The data engineering team is reviewing historical reliability for the 'etl_users' pipeline. Count the number of failed runs per year, excluding any runs without a recorded start time. Present results from the earliest year to the latest.

## Worked solution and explanation

### Why this problem exists in real interviews

Interviewers use the `data_pipes` table here to probe grouped aggregation. The columns `pipe_name`, `status`, `rows_in` force candidates to reason about the correct grain before writing any aggregation.

---

### Break down the requirements

#### Step 1: Filter to qualifying rows

The WHERE clause narrows to relevant rows before grouping: `status = 'failed'`.

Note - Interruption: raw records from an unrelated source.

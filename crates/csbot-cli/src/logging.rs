//! Logging setup with daily files and cleanup
//!
//! Logs always go to stderr. With a log directory configured they are also
//! appended to one file per day, and files older than 7 days are removed at
//! startup.

use anyhow::Result;
use std::fs;
use std::path::{Path, PathBuf};
use std::time::{Duration, SystemTime};
use tracing_appender::non_blocking::WorkerGuard;
use tracing_subscriber::{fmt, layer::SubscriberExt, util::SubscriberInitExt, EnvFilter, Layer};

const LOG_RETENTION_DAYS: u64 = 7;
const LOG_PREFIX: &str = "csbot";

pub struct LogManager {
    log_dir: PathBuf,
}

impl LogManager {
    pub fn new(log_dir: PathBuf) -> Self {
        Self { log_dir }
    }

    pub fn current_log_path(&self) -> PathBuf {
        let today = chrono::Local::now().format("%Y-%m-%d");
        self.log_dir.join(format!("{}.{}.log", LOG_PREFIX, today))
    }

    fn is_log_file(path: &Path) -> bool {
        path.is_file()
            && path
                .file_name()
                .and_then(|n| n.to_str())
                .map(|n| n.starts_with(LOG_PREFIX) && n.ends_with(".log"))
                .unwrap_or(false)
    }

    /// Removes log files last modified before `cutoff`; returns how many went.
    pub fn cleanup_before(&self, cutoff: SystemTime) -> Result<usize> {
        let mut deleted = 0;
        for entry in fs::read_dir(&self.log_dir)? {
            let entry = entry?;
            let path = entry.path();
            if !Self::is_log_file(&path) {
                continue;
            }
            if entry.metadata()?.modified()? >= cutoff {
                continue;
            }
            match fs::remove_file(&path) {
                Ok(()) => deleted += 1,
                Err(e) => eprintln!("Failed to delete old log {}: {}", path.display(), e),
            }
        }
        Ok(deleted)
    }

    pub fn cleanup_old_logs(&self) -> Result<usize> {
        let retention = Duration::from_secs(LOG_RETENTION_DAYS * 24 * 60 * 60);
        self.cleanup_before(SystemTime::now() - retention)
    }
}

pub struct LoggingGuard {
    _guard: Option<WorkerGuard>,
}

fn env_filter(log_level: &str) -> EnvFilter {
    EnvFilter::try_from_default_env().unwrap_or_else(|_| {
        EnvFilter::try_new(log_level).unwrap_or_else(|_| EnvFilter::new("info"))
    })
}

pub fn init_logging(log_dir: Option<&Path>, log_level: &str) -> Result<LoggingGuard> {
    let Some(log_dir) = log_dir else {
        tracing_subscriber::registry()
            .with(
                fmt::layer()
                    .with_writer(std::io::stderr)
                    .with_ansi(true)
                    .with_target(true)
                    .with_filter(env_filter(log_level)),
            )
            .try_init()?;
        return Ok(LoggingGuard { _guard: None });
    };

    fs::create_dir_all(log_dir)?;
    let manager = LogManager::new(log_dir.to_path_buf());
    let cleaned = manager.cleanup_old_logs()?;

    let file = fs::OpenOptions::new()
        .create(true)
        .append(true)
        .open(manager.current_log_path())?;
    let (non_blocking, guard) = tracing_appender::non_blocking(file);

    let file_layer = fmt::layer()
        .with_writer(non_blocking)
        .with_ansi(false)
        .with_target(true)
        .with_line_number(true)
        .with_filter(env_filter(log_level));

    let stderr_layer = fmt::layer()
        .with_writer(std::io::stderr)
        .with_ansi(true)
        .with_target(true)
        .with_filter(env_filter(log_level));

    tracing_subscriber::registry()
        .with(file_layer)
        .with(stderr_layer)
        .try_init()?;

    if cleaned > 0 {
        tracing::info!("Cleaned up {} old log file(s)", cleaned);
    }
    Ok(LoggingGuard {
        _guard: Some(guard),
    })
}

#[cfg(test)]
mod tests {
    use super::*;

    fn scratch_dir() -> PathBuf {
        let dir = std::env::temp_dir().join(format!("csbot-logs-{}", uuid::Uuid::new_v4()));
        fs::create_dir_all(&dir).expect("create scratch dir");
        dir
    }

    #[test]
    fn current_log_is_prefixed_and_dated() {
        let manager = LogManager::new(PathBuf::from("/var/log/csbot"));
        let name = manager
            .current_log_path()
            .file_name()
            .and_then(|n| n.to_str())
            .map(str::to_string)
            .expect("file name");
        assert!(name.starts_with("csbot."));
        assert!(name.ends_with(".log"));
    }

    #[test]
    fn cleanup_only_touches_bot_logs() {
        let dir = scratch_dir();
        fs::write(dir.join("csbot.2020-01-01.log"), "old").expect("write");
        fs::write(dir.join("other.log"), "keep").expect("write");
        fs::write(dir.join("csbot.notes.txt"), "keep").expect("write");

        let manager = LogManager::new(dir.clone());
        let future = SystemTime::now() + Duration::from_secs(60);
        assert_eq!(manager.cleanup_before(future).expect("cleanup"), 1);

        assert!(!dir.join("csbot.2020-01-01.log").exists());
        assert!(dir.join("other.log").exists());
        assert!(dir.join("csbot.notes.txt").exists());
        let _ = fs::remove_dir_all(&dir);
    }

    #[test]
    fn recent_logs_survive_retention_cleanup() {
        let dir = scratch_dir();
        fs::write(dir.join("csbot.today.log"), "fresh").expect("write");

        let manager = LogManager::new(dir.clone());
        assert_eq!(manager.cleanup_old_logs().expect("cleanup"), 0);
        assert!(dir.join("csbot.today.log").exists());
        let _ = fs::remove_dir_all(&dir);
    }
}
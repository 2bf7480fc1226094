//! Open cases of an account that concern one cluster

use crate::error::BotError;
use csbot_hydra::{Backend, Case, CaseComment};

/// Searches the whole comment records (author and ids included), not just bodies.
fn comments_mention(comments: &[CaseComment], cluster: &str) -> Result<bool, BotError> {
    let rendered = serde_json::to_string(comments).map_err(anyhow::Error::from)?;
    Ok(rendered.contains(cluster))
}

/// Open cases whose comments mention `cluster`.
///
/// Comments are fetched case by case, uncached; any failed fetch fails the
/// whole lookup.
pub async fn relevant_cases(
    backend: &dyn Backend,
    account: &str,
    cluster: &str,
) -> Result<Vec<Case>, BotError> {
    let mut relevant = Vec::new();
    for case in backend.open_cases(account).await? {
        let comments = backend.case_comments(&case.number).await?;
        if comments_mention(&comments, cluster)? {
            relevant.push(case);
        }
    }
    Ok(relevant)
}

pub fn case_line(case: &Case) -> String {
    format!(
        "Case {} ({}, {}): {}",
        case.number, case.created_date, case.owner.name, case.subject
    )
}

#[cfg(test)]
mod tests {
    use super::*;
    use crate::testing::FakeBackend;
    use csbot_hydra::CaseOwner;

    fn case(number: &str) -> Case {
        Case {
            number: number.to_string(),
            created_date: "2020-02-03".to_string(),
            owner: CaseOwner {
                name: "Sam".to_string(),
            },
            subject: format!("case {}", number),
        }
    }

    #[tokio::test]
    async fn keeps_only_cases_mentioning_cluster() {
        let backend = FakeBackend::default();
        backend.add_case("acct", case("1"), &["unrelated chatter"]);
        backend.add_case("acct", case("2"), &["first", "cluster abc is degraded"]);
        backend.add_case("acct", case("3"), &[]);

        let cases = relevant_cases(&backend, "acct", "abc").await.expect("cases");
        let numbers: Vec<&str> = cases.iter().map(|c| c.number.as_str()).collect();
        assert_eq!(numbers, vec!["2"]);
    }

    #[tokio::test]
    async fn mention_outside_comment_body_counts() {
        let backend = FakeBackend::default();
        backend.add_case_comments(
            "acct",
            case("4"),
            vec![CaseComment {
                id: Some("c-1".to_string()),
                created_by: Some("abc-automation".to_string()),
                body: "nightly check".to_string(),
            }],
        );
        backend.add_case("acct", case("5"), &["nightly check"]);

        let cases = relevant_cases(&backend, "acct", "abc").await.expect("cases");
        let numbers: Vec<&str> = cases.iter().map(|c| c.number.as_str()).collect();
        assert_eq!(numbers, vec!["4"]);
    }

    #[tokio::test]
    async fn comment_fetch_failure_fails_the_lookup() {
        let backend = FakeBackend::default();
        backend.add_case("acct", case("1"), &["abc"]);
        backend.fail_case_comments("1");

        let err = relevant_cases(&backend, "acct", "abc")
            .await
            .expect_err("failure propagates");
        assert!(matches!(err, BotError::Collaborator(_)));
    }

    #[test]
    fn case_line_includes_owner_and_date() {
        assert_eq!(case_line(&case("7")), "Case 7 (2020-02-03, Sam): case 7");
    }
}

#### Step 2: Group by `STRFTIME('%Y'`

`GROUP BY` at the correct grain produces one row per group.

#### Step 3: Compute `COUNT(*)`

The COUNT function counts rows per group.

#### Step 4: Order by the metric

Sort by `cnt` desc for readability.

---

### The solution

**Group-aggregate for annual pipeline failures**

```sql
SELECT
    STRFTIME('%Y', start_at) AS year, STRFTIME('%Y', start_at), status,
    COUNT(*) AS cnt
FROM data_pipes
WHERE status = 'failed'
GROUP BY STRFTIME('%Y', start_at), status
ORDER BY cnt DESC
```

> **Cost Analysis**
>
> The main table has 50K rows. The GROUP BY reduces the row count early, keeping downstream operations cheap.

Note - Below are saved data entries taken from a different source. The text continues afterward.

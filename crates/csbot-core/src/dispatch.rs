//! Command dispatch
//!
//! Every parse outcome becomes at most one reply. Handler failures never
//! escape: lookup failures are answered in-thread, collaborator failures are
//! logged and answered with silence.

use crate::command::{help_text, Command, HelpScope, ParseOutcome};
use crate::error::BotError;
use crate::summary::{split_subject, SummaryEngine};
use csbot_ipc::{InboundEvent, OutboundMessage, ReplyContent};
use tracing::{debug, error, info};

type HandlerResult = Result<Option<ReplyContent>, BotError>;

pub struct Dispatcher {
    engine: SummaryEngine,
}

impl Dispatcher {
    pub fn new(engine: SummaryEngine) -> Self {
        Self { engine }
    }

    pub async fn dispatch(
        &self,
        event: &InboundEvent,
        outcome: ParseOutcome,
    ) -> Option<OutboundMessage> {
        let content = match outcome {
            ParseOutcome::Error(err) => {
                debug!("Rejected command (trace_id={}): {}", event.trace_id, err);
                Some(ReplyContent::Text(err.message().to_string()))
            }
            ParseOutcome::Help(scope) => Some(ReplyContent::Text(help_text(scope))),
            ParseOutcome::Parsed(command) => self.run(event, &command).await,
        };

        content.map(|content| OutboundMessage::reply_to(event, content))
    }

    async fn run(&self, event: &InboundEvent, command: &Command) -> Option<ReplyContent> {
        let name = command.subcommand().name();
        let result = match command {
            Command::Help => Ok(Some(ReplyContent::Text(help_text(HelpScope::Global)))),
            Command::Summary { cluster } => self.summary(cluster, "", event).await,
            Command::Detail { cluster } => self.detail(cluster, "", event).await,
            Command::SetSummary { cluster, body } => {
                self.set_summary(cluster, body, event).await
            }
            Command::Comment { cluster, body } => self.comment(cluster, body, event).await,
        };

        let cluster = command.cluster().unwrap_or("-");
        match result {
            Ok(reply) => {
                debug!(
                    command = name,
                    %cluster,
                    replied = reply.is_some(),
                    "Handled command (trace_id={})",
                    event.trace_id
                );
                reply
            }
            Err(BotError::Lookup(reason)) => {
                info!(
                    command = name,
                    %cluster,
                    "Lookup failed (trace_id={}): {}",
                    event.trace_id,
                    reason
                );
                Some(ReplyContent::Text(format!("{} {}", cluster, reason)))
            }
            Err(BotError::Collaborator(e)) => {
                error!(
                    command = name,
                    %cluster,
                    "Collaborator failure (trace_id={}): {:#}",
                    event.trace_id,
                    e
                );
                None
            }
        }
    }

    async fn summary(&self, cluster: &str, _body: &str, _ctx: &InboundEvent) -> HandlerResult {
        let resolved = self.engine.resolve_summary(cluster).await?;
        Ok(Some(ReplyContent::Blocks(resolved.info)))
    }

    async fn detail(&self, cluster: &str, _body: &str, _ctx: &InboundEvent) -> HandlerResult {
        let resolved = self.engine.resolve_summary(cluster).await?;
        let mut blocks = resolved.info.clone();
        blocks.extend(resolved.summary_lines());
        blocks.extend(resolved.related_text());
        Ok(Some(ReplyContent::Blocks(blocks)))
    }

    async fn set_summary(&self, cluster: &str, body: &str, _ctx: &InboundEvent) -> HandlerResult {
        let (subject, rest) = split_subject(body);
        let written = self.engine.set_summary(cluster, subject, rest).await?;
        Ok(Some(ReplyContent::Text(format!(
            "set {} summary to:\n{}\n{}",
            cluster, written.subject, written.body
        ))))
    }

    async fn comment(&self, cluster: &str, body: &str, _ctx: &InboundEvent) -> HandlerResult {
        let (subject, rest) = split_subject(body);
        let written = self.engine.add_comment(cluster, subject, rest).await?;
        Ok(Some(ReplyContent::Text(format!(
            "added comment on {}:\n{}\n{}",
            cluster, written.subject, written.body
        ))))
    }
}
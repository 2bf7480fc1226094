//! Cluster Support Bot CLI

mod logging;

use anyhow::{anyhow, Result};
use clap::{Parser, Subcommand};
use csbot_config::Config;
use csbot_core::{help_text, parse_command, Command, HelpScope, ParseOutcome, SupportRuntime};
use serde_json::json;
use std::path::{Path, PathBuf};
use tracing::info;

const OFFLINE_MENTION: &str = "<@csbot> ";
const REDACTED: &str = "***REDACTED***";

#[derive(Parser)]
#[command(name = "csbot")]
#[command(about = "Slack bot for per-cluster support summaries", long_about = None)]
#[command(version)]
struct Cli {
    #[command(subcommand)]
    command: Commands,

    /// Config file path
    #[arg(short, long)]
    config: Option<String>,

    /// Log level (overrides core.log_level)
    #[arg(short, long)]
    log_level: Option<String>,
}

#[derive(Subcommand)]
enum Commands {
    /// Run the bot in the foreground
    Start,

    /// Configuration commands
    Config {
        #[command(subcommand)]
        action: ConfigCommands,
    },

    /// Parse a command offline and print the reply it would produce
    Parse {
        /// Command text without the bot mention, e.g. "summary <ID>"
        text: String,
    },
}

#[derive(Subcommand)]
enum ConfigCommands {
    /// Load and validate the configuration, then print it redacted
    Check,
    /// Write a default configuration file
    Init {
        /// Overwrite an existing file
        #[arg(short, long)]
        force: bool,
    },
}

#[tokio::main]
async fn main() -> Result<()> {
    let cli = Cli::parse();

    match cli.command {
        Commands::Start => {
            let config = load_config(cli.config.as_deref())?;
            let log_level = cli
                .log_level
                .clone()
                .or_else(|| config.core.log_level.clone())
                .unwrap_or_else(|| "info".to_string());
            let log_dir = config.core.log_dir.as_ref().map(PathBuf::from);
            let _logging_guard = logging::init_logging(log_dir.as_deref(), &log_level)?;

            let runtime = SupportRuntime::new(config)?;
            info!("Starting cluster support bot in foreground...");
            runtime.run().await?;
        }

        Commands::Config { action } => match action {
            ConfigCommands::Check => match load_config(cli.config.as_deref()) {
                Ok(config) => {
                    println!("Configuration is valid.");
                    println!("{}", redacted_config(&config)?);
                }
                Err(e) => eprintln!("Configuration is invalid: {:#}", e),
            },
            ConfigCommands::Init { force } => {
                let path = config_path(cli.config.as_deref())?;
                write_default_config(&path, force)?;
                println!("Configuration created at: {}", path.display());
                println!("\nFill in the Slack, Hydra and telemetry credentials, or export");
                println!("BOT_ID, SLACK_BOT_TOKEN, SLACK_APP_TOKEN, HYDRA_USER, HYDRA_PASSWORD,");
                println!("TELEMETRY_URL and TELEMETRY_TOKEN.");
            }
        },

        Commands::Parse { text } => {
            println!("{}", offline_reply(&text));
        }
    }

    Ok(())
}

/// Explicit path, then the default path when it exists, else environment only.
fn load_config(config_path: Option<&str>) -> Result<Config> {
    if let Some(path) = config_path {
        return Config::load(path);
    }
    match Config::default_path() {
        Some(path) if path.exists() => Config::load(&path),
        _ => Config::from_env(),
    }
}

fn config_path(config_path: Option<&str>) -> Result<PathBuf> {
    match config_path {
        Some(path) => Ok(PathBuf::from(path)),
        None => {
            Config::default_path().ok_or_else(|| anyhow!("Cannot determine config directory"))
        }
    }
}

fn write_default_config(path: &Path, force: bool) -> Result<()> {
    if path.exists() && !force {
        anyhow::bail!(
            "{} already exists (use --force to overwrite)",
            path.display()
        );
    }
    if let Some(parent) = path.parent() {
        std::fs::create_dir_all(parent)?;
    }
    let content = toml::to_string_pretty(&Config::default())?;
    std::fs::write(path, content)?;
    Ok(())
}

fn redacted_config(config: &Config) -> Result<String> {
    let mut value = serde_json::to_value(config)?;

    for (section, key) in [
        ("slack", "bot_token"),
        ("slack", "app_token"),
        ("hydra", "password"),
        ("telemetry", "token"),
    ] {
        if let Some(secret) = value.get_mut(section).and_then(|s| s.get_mut(key)) {
            if !secret.is_null() && secret.as_str() != Some("") {
                *secret = json!(REDACTED);
            }
        }
    }

    Ok(serde_json::to_string_pretty(&value)?)
}

fn offline_reply(text: &str) -> String {
    match parse_command(&format!("{}{}", OFFLINE_MENTION, text)) {
        ParseOutcome::Parsed(Command::Help) => help_text(HelpScope::Global),
        ParseOutcome::Parsed(command) => format!("{:?}", command),
        ParseOutcome::Help(scope) => help_text(scope),
        ParseOutcome::Error(err) => err.message().to_string(),
    }
}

> **Interviewers Watch For**
>
> Strong candidates state the correct `GROUP BY` grain before writing any SQL, showing they think about the output shape first.

> **Common Pitfall**
>
> Selecting a non-aggregated column without including it in `GROUP BY` is the most common error. Some engines reject it; others silently return arbitrary values.

---

## Common follow-up questions

- The `start_at` column in `data_pipes` has roughly 2% NULLs. How does your query handle those rows, and would the result change if NULLs were replaced with zeros? _(Tests whether the candidate understands how NULLs propagate through aggregation functions and whether their WHERE/JOIN conditions implicitly filter them out.)_
- Your GROUP BY aggregates `pipe_id` from `data_pipes`. If two groups have the same aggregate value, how is the output ordered, and is that deterministic? _(Tests awareness that ORDER BY on a non-unique value produces non-deterministic row order without a tiebreaker.)_
- The `pipe_name` column in `data_pipes` has a zipf distribution, meaning a few values dominate. How does that skew affect your query plan and parallelism? _(Tests understanding of data skew: the optimizer may choose a bad plan when histogram statistics are stale.)_
- If `pipe_id` in `data_pipes` contained negative values, would your query still produce correct results? _(Tests whether the candidate validated assumptions about the domain of numeric columns.)_

## Related

- [All practice problems](https://datadriven.io/problems)
- [Mock interview mode](https://datadriven.io/interview/annual_pipeline_failures)
- [SQL Interview Questions](https://datadriven.io/sql-interview-questions)
- [Data Engineering Interview Prep Guide](https://datadriven.io/data-engineer-interview-prep)
- [Daily Challenge](https://datadriven.io/daily)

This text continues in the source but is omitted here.